In 1984, at the World Population Conference in Mexico City, the Reagan Administration reversed the U.S. position on international family planning policy. The U.S. delegation declared that growing numbers of people are an absolute good, that economic development can be enhanced by population growth, and that technological innovations can extend natural resources infinitely. At that same conference, most Third World countries, in a reversal of their position at the 1974 World Conference, defended their need to adopt population policies and provide family planning services.

Although the U.S. delegation indicated that the U.S. Government would continue funding international family planning on health and humanitarian grounds, their "Mexico City" policy restricted basic principles of "voluntarism" and "informed choice." Extending the restrictions imposed by the Helms Amendment, the policy prohibits U.S. funding of international organizations that use money from other sources for abortion services, counseling, or referral. In addition, to implement the "Mexico City" policy, restrictive conditions on U.S. aid have since been formulated: American nongovernmental organizations (NGOs) that receive funds from USAID must agree not to support any foreign NGO that, with its own money, performs, counsels or refers for abortion.

This restrictive policy has dealt a blow to family planning and population agencies such as the International Planned Parenthood Federation (IPPF), which provides contraceptive services (rarely abortion services) in 123 countries, and the United Nations Fund for Population Activities (UNFPA) which works in 144 countries. The "Mexico City" policy is currently the subject of lawsuits by the Planned Parenthood Federation of America (PPFA) and other organizations that argue that the operating requirements violate rights of free speech and privacy. If the lawsuits fail, the international arm of the PPFA, Family Planning International Assistance (FPIA), with 140 projects in 35 Third World countries, could lose its USAID funds.

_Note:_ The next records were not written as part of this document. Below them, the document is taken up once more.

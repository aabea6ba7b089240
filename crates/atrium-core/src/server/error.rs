//! Mapping of failures onto HTTP responses.

use std::time::Duration;

use axum::{BoxError, Json};
use axum::response::{IntoResponse, Response};
use http::{HeaderValue, StatusCode, header};
use serde::Serialize;
use thiserror::Error;
use tracing::error;

use crate::catalog::CatalogError;

/// Error body: `{"error": <message>, "code": <CODE>}`.
#[derive(Debug, Serialize)]
pub struct ErrorBody {
    pub error: String,
    pub code: &'static str,
}

/// Failure of a public endpoint.
#[derive(Error, Debug)]
pub enum ApiError {
    #[error(transparent)]
    Catalog(#[from] CatalogError),

    #[error("Too Many Requests")]
    RateLimited { retry_after: Duration },

    #[error("Unauthorized")]
    Unauthorized,

    #[error("Not Found")]
    NotFound,

    #[error("Request timed out")]
    Timeout,

    /// A middleware failure with no more specific mapping.
    #[error("Internal server error")]
    Middleware(String),
}

impl ApiError {
    pub fn status(&self) -> StatusCode {
        match self {
            Self::Catalog(_) | Self::Timeout | Self::Middleware(_) => {
                StatusCode::INTERNAL_SERVER_ERROR
            }
            Self::RateLimited { .. } => StatusCode::TOO_MANY_REQUESTS,
            Self::Unauthorized => StatusCode::UNAUTHORIZED,
            Self::NotFound => StatusCode::NOT_FOUND,
        }
    }

    pub fn code(&self) -> &'static str {
        match self {
            Self::Catalog(e) => e.code(),
            Self::RateLimited { .. } => "RATE_LIMITED",
            Self::Unauthorized => "UNAUTHORIZED",
            Self::NotFound => "NOT_FOUND",
            Self::Timeout | Self::Middleware(_) => "INTERNAL_ERROR",
        }
    }

    /// Message shown to callers. Internal details stay in the logs.
    fn public_message(&self) -> String {
        match self {
            Self::Catalog(CatalogError::ServiceNotReady(_)) => {
                "Agent catalog is not available".to_string()
            }
            Self::Catalog(CatalogError::Internal(_)) => "Failed to load agents".to_string(),
            other => other.to_string(),
        }
    }
}

/// Whole seconds until retry, rounded up and at least one.
fn retry_after_secs(retry_after: Duration) -> u64 {
    let secs = retry_after.as_secs() + u64::from(retry_after.subsec_nanos() > 0);
    secs.max(1)
}

impl IntoResponse for ApiError {
    fn into_response(self) -> Response {
        match &self {
            Self::Catalog(e) => error!(code = e.code(), error = %e, "Catalog request failed"),
            Self::Timeout => error!("Request exceeded the configured timeout"),
            Self::Middleware(detail) => error!(error = %detail, "Middleware failed"),
            _ => {}
        }

        let status = self.status();
        let body = ErrorBody { error: self.public_message(), code: self.code() };
        let mut response = (status, Json(body)).into_response();
        if let Self::RateLimited { retry_after } = self {
            response
                .headers_mut()
                .insert(header::RETRY_AFTER, HeaderValue::from(retry_after_secs(retry_after)));
        }
        response
    }
}

/// Maps errors raised by fallible middleware (the request timeout) onto
/// the usual error body.
pub async fn handle_middleware_error(err: BoxError) -> ApiError {
    if err.is::<tower::timeout::error::Elapsed>() {
        ApiError::Timeout
    } else {
        ApiError::Middleware(err.to_string())
    }
}
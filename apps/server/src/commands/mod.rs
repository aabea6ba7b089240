//! Subcommand implementations.

pub mod check_config;
pub mod import;
pub mod serve;
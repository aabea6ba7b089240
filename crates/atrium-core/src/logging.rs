//! Tracing subscriber setup.

use tracing_subscriber::{EnvFilter, fmt, layer::SubscriberExt, util::SubscriberInitExt};

use crate::config::LoggingConfig;

/// Builds the filter: `RUST_LOG` when set, else the configured level.
fn env_filter(config: &LoggingConfig) -> EnvFilter {
    EnvFilter::try_from_default_env()
        .or_else(|_| EnvFilter::try_new(&config.level))
        .unwrap_or_else(|_| EnvFilter::new("info"))
}

/// Installs the global subscriber writing to stderr.
///
/// Does nothing if a subscriber is already installed, so it is safe to call
/// from tests.
pub fn init_tracing(config: &LoggingConfig) {
    let registry = tracing_subscriber::registry().with(env_filter(config));
    let result = if config.json {
        registry.with(fmt::layer().json().with_writer(std::io::stderr)).try_init()
    } else {
        registry.with(fmt::layer().compact().with_writer(std::io::stderr)).try_init()
    };
    if result.is_err() {
        tracing::debug!("Tracing subscriber already installed");
    }
}
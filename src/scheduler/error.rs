use ulid::Ulid;

use crate::model::{Instant, ResourceId, Span};

#[derive(Debug, Clone, PartialEq, Eq)]
pub enum SchedulerError {
    InvalidInterval {
        start: Instant,
        end: Instant,
    },
    ResourceConflict {
        resource: ResourceId,
        requested: Span,
        existing: Ulid,
    },
    EmptyResourceSet,
    LimitExceeded(&'static str),
}

impl std::fmt::Display for SchedulerError {
    fn fmt(&self, f: &mut std::fmt::Formatter<'_>) -> std::fmt::Result {
        match self {
            SchedulerError::InvalidInterval { start, end } => write!(
                f,
                "invalid interval: start {} is not before end {}",
                start.to_rfc3339(),
                end.to_rfc3339()
            ),
            SchedulerError::ResourceConflict {
                resource,
                requested,
                existing,
            } => write!(
                f,
                "{resource} is not available during {requested}: held by booking {existing}"
            ),
            SchedulerError::EmptyResourceSet => write!(f, "booking names no resources"),
            SchedulerError::LimitExceeded(msg) => write!(f, "limit exceeded: {msg}"),
        }
    }
}

impl std::error::Error for SchedulerError {}
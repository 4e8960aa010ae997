pub mod config;
pub mod index;
pub mod limits;
pub mod model;
pub mod observability;
pub mod reconcile;
pub mod report;
pub mod scheduler;
pub mod source;
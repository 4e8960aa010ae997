//! Adapters from the calendar/spreadsheet payload shapes to domain records.
//!
//! Every instant is converted to UTC here. Local wall-clock values (sheet
//! rows, date-only calendar entries) are placed in a reference zone first.
//! A record that fails to parse is logged, counted and handed back in
//! [`Parsed::rejected`]; it never aborts the batch.

use std::fmt;
use std::io;
use std::path::Path;

use chrono::{DateTime, FixedOffset, NaiveDate, NaiveDateTime, NaiveTime, TimeZone, Utc};
use chrono_tz::Tz;
use serde::{Deserialize, Serialize};
use tracing::{debug, warn};

use crate::limits::MAX_SUBMISSION_ROWS;
use crate::model::*;
use crate::observability::RECORDS_MALFORMED_TOTAL;

/// Format of sheet timestamps, and of `job_date + " " + time`.
pub const DATE_FORMAT: &str = "%d/%m/%Y %H:%M:%S";

const COL_SUBMITTED_AT: usize = 0;
const COL_JOB_DATE: usize = 1;
const COL_SUBMITTER: usize = 2;
const COL_START: usize = 3;
const COL_END: usize = 4;
const COL_TITLE: usize = 5;

/// An input record that could not be turned into a domain record.
#[derive(Debug, Clone, PartialEq, Eq, Serialize)]
pub struct MalformedRecord {
    pub raw: String,
    pub reason: String,
}

impl fmt::Display for MalformedRecord {
    fn fmt(&self, f: &mut fmt::Formatter<'_>) -> fmt::Result {
        write!(f, "malformed record {}: {}", self.raw, self.reason)
    }
}

impl std::error::Error for MalformedRecord {}

#[derive(Debug, Clone, PartialEq)]
pub struct Parsed<T> {
    pub records: Vec<T>,
    pub rejected: Vec<MalformedRecord>,
}

impl<T> Default for Parsed<T> {
    fn default() -> Self {
        Self {
            records: Vec::new(),
            rejected: Vec::new(),
        }
    }
}

fn localize(tz: Tz, naive: NaiveDateTime) -> Result<Instant, String> {
    // Ambiguous wall-clock times (clocks going back) take the earlier instant.
    tz.from_local_datetime(&naive)
        .earliest()
        .map(|dt| dt.with_timezone(&Utc))
        .ok_or_else(|| format!("{naive} does not exist in {}", tz.name()))
}

// ── Calendar events ─────────────────────────────────────────────

/// Calendar API event, as listed with `singleEvents=true`.
#[derive(Debug, Clone, Default, PartialEq, Serialize, Deserialize)]
#[serde(rename_all = "camelCase")]
pub struct RawEvent {
    #[serde(default)]
    pub summary: String,
    pub start: Option<RawEventTime>,
    pub end: Option<RawEventTime>,
    #[serde(default)]
    pub attendees: Vec<RawAttendee>,
    #[serde(default)]
    pub location: String,
    #[serde(default)]
    pub html_link: String,
    pub created: Option<String>,
    pub updated: Option<String>,
}

/// Either a precise `dateTime` or an all-day `date`.
#[derive(Debug, Clone, Default, PartialEq, Serialize, Deserialize)]
#[serde(rename_all = "camelCase")]
pub struct RawEventTime {
    pub date_time: Option<String>,
    pub date: Option<String>,
    pub time_zone: Option<String>,
}

#[derive(Debug, Clone, Default, PartialEq, Serialize, Deserialize)]
#[serde(rename_all = "camelCase")]
pub struct RawAttendee {
    pub display_name: Option<String>,
    pub email: Option<String>,
    pub response_status: Option<String>,
}

/// Resolve one boundary. Returns the instant and whether it was date-only.
fn event_time(raw: Option<&RawEventTime>, which: &str, reference: Tz) -> Result<(Instant, bool), String> {
    let raw = raw.ok_or_else(|| format!("missing {which}"))?;
    let zone = || -> Result<Tz, String> {
        match raw.time_zone.as_deref() {
            Some(name) => name
                .parse::<Tz>()
                .map_err(|_| format!("unknown time zone {name:?} on {which}")),
            None => Ok(reference),
        }
    };

    if let Some(s) = raw.date_time.as_deref() {
        if let Ok(dt) = DateTime::parse_from_rfc3339(s) {
            return Ok((dt.with_timezone(&Utc), false));
        }
        // Offset-less dateTime is wall-clock time in the event's zone.
        let naive = NaiveDateTime::parse_from_str(s, "%Y-%m-%dT%H:%M:%S")
            .map_err(|e| format!("bad {which} dateTime {s:?}: {e}"))?;
        return Ok((localize(zone()?, naive)?, false));
    }

    if let Some(s) = raw.date.as_deref() {
        let date = NaiveDate::parse_from_str(s, "%Y-%m-%d")
            .map_err(|e| format!("bad {which} date {s:?}: {e}"))?;
        return Ok((localize(zone()?, date.and_time(NaiveTime::MIN))?, true));
    }

    Err(format!("missing {which} value"))
}

fn optional_rfc3339(raw: Option<&str>, which: &str) -> Result<Option<Instant>, String> {
    match raw {
        None | Some("") => Ok(None),
        Some(s) => DateTime::parse_from_rfc3339(s)
            .map(|dt| Some(dt.with_timezone(&Utc)))
            .map_err(|e| format!("bad {which} timestamp {s:?}: {e}")),
    }
}

/// Convert one calendar payload. Date-only boundaries are anchored at local
/// midnight in the reference zone (or the event's own zone) and flag the
/// event as all-day.
pub fn parse_event(raw: &RawEvent, reference: Tz) -> Result<CalendarEvent, MalformedRecord> {
    let convert = || -> Result<CalendarEvent, String> {
        let (start, start_all_day) = event_time(raw.start.as_ref(), "start", reference)?;
        let (end, end_all_day) = event_time(raw.end.as_ref(), "end", reference)?;
        Ok(CalendarEvent {
            title: raw.summary.clone(),
            start,
            end,
            all_day: start_all_day || end_all_day,
            attendees: raw
                .attendees
                .iter()
                .map(|a| Attendee {
                    display_name: a.display_name.clone(),
                    email: a.email.clone(),
                    response_status: a.response_status.clone(),
                })
                .collect(),
            location: raw.location.clone(),
            html_link: raw.html_link.clone(),
            created: optional_rfc3339(raw.created.as_deref(), "created")?,
            updated: optional_rfc3339(raw.updated.as_deref(), "updated")?,
        })
    };
    convert().map_err(|reason| MalformedRecord {
        raw: serde_json::to_string(raw).unwrap_or_else(|_| raw.summary.clone()),
        reason,
    })
}

pub fn parse_events(raws: &[RawEvent], reference: Tz) -> Parsed<CalendarEvent> {
    let mut out = Parsed::default();
    for raw in raws {
        match parse_event(raw, reference) {
            Ok(event) => out.records.push(event),
            Err(e) => {
                warn!(reason = %e.reason, raw = %e.raw, "skipping calendar event");
                metrics::counter!(RECORDS_MALFORMED_TOTAL, "source" => "event").increment(1);
                out.rejected.push(e);
            }
        }
    }
    debug!(parsed = out.records.len(), rejected = out.rejected.len(), "calendar events");
    out
}

// ── Submission rows ─────────────────────────────────────────────

fn column<'r>(row: &'r [String], idx: usize, name: &str) -> Result<&'r str, String> {
    row.get(idx)
        .map(|s| s.trim())
        .ok_or_else(|| format!("missing column {idx} ({name})"))
}

fn wall_clock(s: &str, name: &str, reference: Tz) -> Result<Instant, String> {
    let naive = NaiveDateTime::parse_from_str(s, DATE_FORMAT)
        .map_err(|e| format!("bad {name} {s:?}: {e}"))?;
    localize(reference, naive)
}

/// Convert one sheet row `[submitted_at, job_date, submitter, start_time,
/// end_time, title]`. Times are wall-clock in `reference`.
pub fn parse_submission_row(row: &[String], reference: Tz) -> Result<SubmissionRecord, MalformedRecord> {
    let convert = || -> Result<SubmissionRecord, String> {
        let job_date = column(row, COL_JOB_DATE, "job_date")?;
        let start_time = column(row, COL_START, "start_time")?;
        let end_time = column(row, COL_END, "end_time")?;
        let start = wall_clock(&format!("{job_date} {start_time}"), "start", reference)?;
        let end = wall_clock(&format!("{job_date} {end_time}"), "end", reference)?;
        // One job_date per row, so a shift past midnight cannot be expressed.
        if end < start {
            return Err(format!("end {end_time} is before start {start_time}"));
        }
        let submitted_at = wall_clock(
            column(row, COL_SUBMITTED_AT, "submitted_at")?,
            "submitted_at",
            reference,
        )?;
        Ok(SubmissionRecord {
            subject: column(row, COL_SUBMITTER, "submitter")?.to_string(),
            start,
            end,
            title: column(row, COL_TITLE, "title")?.to_string(),
            submitted_at,
        })
    };
    convert().map_err(|reason| MalformedRecord {
        raw: format!("{row:?}"),
        reason,
    })
}

pub fn parse_submissions(rows: &[Vec<String>], reference: Tz) -> Parsed<SubmissionRecord> {
    parse_submissions_bounded(rows, reference, MAX_SUBMISSION_ROWS)
}

/// Rows past `limit` are not parsed; each one is rejected so it still shows
/// up in the report.
fn parse_submissions_bounded(
    rows: &[Vec<String>],
    reference: Tz,
    limit: usize,
) -> Parsed<SubmissionRecord> {
    let mut out = Parsed::default();
    let (within, beyond) = rows.split_at(rows.len().min(limit));
    for row in within {
        match parse_submission_row(row, reference) {
            Ok(record) => out.records.push(record),
            Err(e) => {
                warn!(reason = %e.reason, raw = %e.raw, "skipping submission row");
                metrics::counter!(RECORDS_MALFORMED_TOTAL, "source" => "submission").increment(1);
                out.rejected.push(e);
            }
        }
    }
    if !beyond.is_empty() {
        warn!(
            rows = rows.len(),
            limit,
            dropped = beyond.len(),
            "submission sheet over row limit"
        );
        metrics::counter!(RECORDS_MALFORMED_TOTAL, "source" => "submission")
            .increment(beyond.len() as u64);
        out.rejected.extend(beyond.iter().map(|row| MalformedRecord {
            raw: format!("{row:?}"),
            reason: format!("row limit of {limit} exceeded"),
        }));
    }
    debug!(parsed = out.records.len(), rejected = out.rejected.len(), "submission rows");
    out
}

// ── Task requests ───────────────────────────────────────────────

/// A request to book a task on employees and machines. Boundaries must carry
/// an offset.
#[derive(Debug, Clone, PartialEq, Serialize, Deserialize)]
pub struct TaskRequest {
    pub name: String,
    #[serde(default)]
    pub employees: Vec<String>,
    #[serde(default)]
    pub machines: Vec<String>,
    pub start: DateTime<FixedOffset>,
    pub end: DateTime<FixedOffset>,
}

// ── File loaders ────────────────────────────────────────────────

/// Envelope of an events-list page. `items` is required so that an API
/// error object is not mistaken for an empty page.
#[derive(Deserialize)]
struct EventsPage {
    items: Vec<RawEvent>,
}

#[derive(Deserialize)]
#[serde(untagged)]
enum EventsDocument {
    List(Vec<RawEvent>),
    Page(EventsPage),
}

/// A sheet value range. The API omits `values` for an empty range but always
/// sends `range`.
#[derive(Deserialize)]
struct ValueRange {
    #[allow(dead_code)]
    range: String,
    #[serde(default)]
    values: Vec<Vec<String>>,
}

#[derive(Deserialize)]
#[serde(untagged)]
enum RowsDocument {
    List(Vec<Vec<String>>),
    Range(ValueRange),
}

fn invalid_data(path: &Path, e: serde_json::Error) -> io::Error {
    io::Error::new(
        io::ErrorKind::InvalidData,
        format!("{}: {e}", path.display()),
    )
}

/// Load events from a JSON array or an events-list page (`{"items": [...]}`).
pub async fn load_events(path: &Path) -> io::Result<Vec<RawEvent>> {
    let bytes = tokio::fs::read(path).await?;
    let doc: EventsDocument = serde_json::from_slice(&bytes).map_err(|e| invalid_data(path, e))?;
    Ok(match doc {
        EventsDocument::List(items) | EventsDocument::Page(EventsPage { items }) => items,
    })
}

/// Load sheet rows from a JSON array of arrays or a value range (`{"values": [...]}`).
pub async fn load_rows(path: &Path) -> io::Result<Vec<Vec<String>>> {
    let bytes = tokio::fs::read(path).await?;
    let doc: RowsDocument = serde_json::from_slice(&bytes).map_err(|e| invalid_data(path, e))?;
    Ok(match doc {
        RowsDocument::List(values) | RowsDocument::Range(ValueRange { values, .. }) => values,
    })
}

pub async fn load_tasks(path: &Path) -> io::Result<Vec<TaskRequest>> {
    let bytes = tokio::fs::read(path).await?;
    serde_json::from_slice(&bytes).map_err(|e| invalid_data(path, e))
}
//! Shapes reconciliation and booking results for the result sink.

use std::collections::BTreeMap;

use chrono::{SecondsFormat, Utc};
use serde::Serialize;
use tracing::{info, warn};
use ulid::Ulid;

use crate::model::*;
use crate::reconcile::{Reconciliation, SubjectFilter};
use crate::scheduler::ResourceScheduler;
use crate::source::{MalformedRecord, Parsed, TaskRequest};

/// Header of the `missing_submission` and `extra_submission` sheets.
pub const SHEET_HEADER: [&str; 4] = ["Employee", "Title", "Start", "End"];

pub const MISSING_SUBMISSION_SHEET: &str = "missing_submission";
pub const EXTRA_SUBMISSION_SHEET: &str = "extra_submission";

fn sheet_row(subject: &str, record: TimeRecord<'_>) -> Vec<String> {
    vec![
        subject.to_string(),
        record.title().to_string(),
        record.start().to_rfc3339_opts(SecondsFormat::Secs, true),
        record.end().to_rfc3339_opts(SecondsFormat::Secs, true),
    ]
}

fn with_header(rows: impl Iterator<Item = Vec<String>>) -> Vec<Vec<String>> {
    let header: Vec<String> = SHEET_HEADER.iter().map(|h| h.to_string()).collect();
    std::iter::once(header).chain(rows).collect()
}

/// Rows for events nobody submitted, header first.
pub fn missing_submission_rows(out: &Reconciliation) -> Vec<Vec<String>> {
    with_header(out.unmatched_events.iter().flat_map(|(subject, events)| {
        events
            .iter()
            .map(move |e| sheet_row(subject, TimeRecord::Event(e)))
    }))
}

/// Rows for submissions with no calendar event, header first.
pub fn extra_submission_rows(out: &Reconciliation) -> Vec<Vec<String>> {
    with_header(out.unmatched_submissions.iter().flat_map(|(subject, subs)| {
        subs.iter()
            .map(move |s| sheet_row(subject, TimeRecord::Submission(s)))
    }))
}

/// Scheduled hours per attendee, skipping excluded subjects.
pub fn hours_by_subject<F: SubjectFilter>(events: &[CalendarEvent], filter: &F) -> BTreeMap<String, f64> {
    let mut hours: BTreeMap<String, f64> = BTreeMap::new();
    for event in events {
        for subject in event.subjects().into_iter().filter(|s| !filter.is_excluded(s)) {
            *hours.entry(subject.to_string()).or_insert(0.0) += event.duration_hours();
        }
    }
    hours
}

/// Result of one task request.
#[derive(Debug, Clone, PartialEq, Serialize)]
pub struct TaskOutcome {
    pub name: String,
    pub booking_id: Option<Ulid>,
    pub error: Option<String>,
}

/// Book each task in order, recording acceptances and rejections.
pub fn book_tasks(scheduler: &ResourceScheduler, tasks: &[TaskRequest]) -> Vec<TaskOutcome> {
    tasks
        .iter()
        .map(|task| {
            let result = Span::new(task.start, task.end).and_then(|span| {
                scheduler.book_task(&task.name, &task.employees, &task.machines, span)
            });
            match result {
                Ok(booking) => TaskOutcome {
                    name: task.name.clone(),
                    booking_id: Some(booking.id),
                    error: None,
                },
                Err(e) => {
                    warn!(task = %task.name, "task not booked: {e}");
                    TaskOutcome {
                        name: task.name.clone(),
                        booking_id: None,
                        error: Some(e.to_string()),
                    }
                }
            }
        })
        .collect()
}

/// One line of a resource schedule listing.
#[derive(Debug, Clone, PartialEq, Serialize)]
pub struct ScheduleLine {
    pub task: String,
    pub start: Instant,
    pub end: Instant,
}

/// Every booked resource's schedule, keyed by `kind:name`.
pub fn schedules(scheduler: &ResourceScheduler) -> BTreeMap<String, Vec<ScheduleLine>> {
    scheduler
        .resources()
        .into_iter()
        .map(|resource| {
            let lines = scheduler
                .schedule_for(&resource)
                .into_iter()
                .map(|b| ScheduleLine {
                    task: b.label,
                    start: b.span.start(),
                    end: b.span.end(),
                })
                .collect();
            (resource.to_string(), lines)
        })
        .collect()
}

/// Everything one run produces, serialized as the run's output document.
#[derive(Debug, Clone, Serialize)]
pub struct Report {
    pub generated_at: Instant,
    pub events_parsed: usize,
    pub submissions_parsed: usize,
    pub rejected_events: Vec<MalformedRecord>,
    pub rejected_submissions: Vec<MalformedRecord>,
    pub matched: usize,
    pub superseded_events: usize,
    pub superseded_submissions: usize,
    pub missing_submission: Vec<Vec<String>>,
    pub extra_submission: Vec<Vec<String>>,
    pub hours_by_subject: BTreeMap<String, f64>,
    pub tasks: Vec<TaskOutcome>,
    pub schedules: BTreeMap<String, Vec<ScheduleLine>>,
}

impl Report {
    pub fn new(
        events: Parsed<CalendarEvent>,
        submissions: Parsed<SubmissionRecord>,
        reconciliation: &Reconciliation,
        hours_by_subject: BTreeMap<String, f64>,
    ) -> Self {
        Self {
            generated_at: Utc::now(),
            events_parsed: events.records.len(),
            submissions_parsed: submissions.records.len(),
            rejected_events: events.rejected,
            rejected_submissions: submissions.rejected,
            matched: reconciliation.matched,
            superseded_events: reconciliation.superseded_events,
            superseded_submissions: reconciliation.superseded_submissions,
            missing_submission: missing_submission_rows(reconciliation),
            extra_submission: extra_submission_rows(reconciliation),
            hours_by_subject,
            tasks: Vec::new(),
            schedules: BTreeMap::new(),
        }
    }

    pub fn with_tasks(mut self, scheduler: &ResourceScheduler, tasks: Vec<TaskOutcome>) -> Self {
        self.tasks = tasks;
        self.schedules = schedules(scheduler);
        self
    }
}

/// Per-subject summary lines for the log.
pub fn log_summary(out: &Reconciliation) {
    for (subject, events) in &out.unmatched_events {
        info!(%subject, count = events.len(), "unmatched events");
    }
    for (subject, subs) in &out.unmatched_submissions {
        info!(%subject, count = subs.len(), "unmatched submissions");
    }
    info!(
        matched = out.matched,
        missing = out.unmatched_event_count(),
        extra = out.unmatched_submission_count(),
        "reconciliation finished"
    );
}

Despite negative political pressure from "Right-to Life" proponents, among others, contributions to these programs from other donors have increased, partially compensating for the loss of U.S. support.

Pro-choice advocates and the family planning lobby have kept the overall allocation for population programs in the U.S. foreign aid appropriation constant. According to opinion polls, the U.S. public also recognizes population growth as a problem and favors continued U.S. assistance to overseas family planning programs.

Pressure continues, nonetheless, from the Right, to reduce U.S. support for family planning programs, to reallocate family planning funds to programs promoting only "natural family planning" or to non-family planning uses, and to reduce funds for contraceptive research in general, and abortifacients in particular. One particularly effective strategy of the Right has been to attack family planning programs where they have been most vulnerable - quality of services, informed choice, and use of incentives -while at the same time downplaying the individuals' and couples' right to services. In doing so, they have effectively used criticisms of population programs made by proponents of reproductive freedom and family planning services.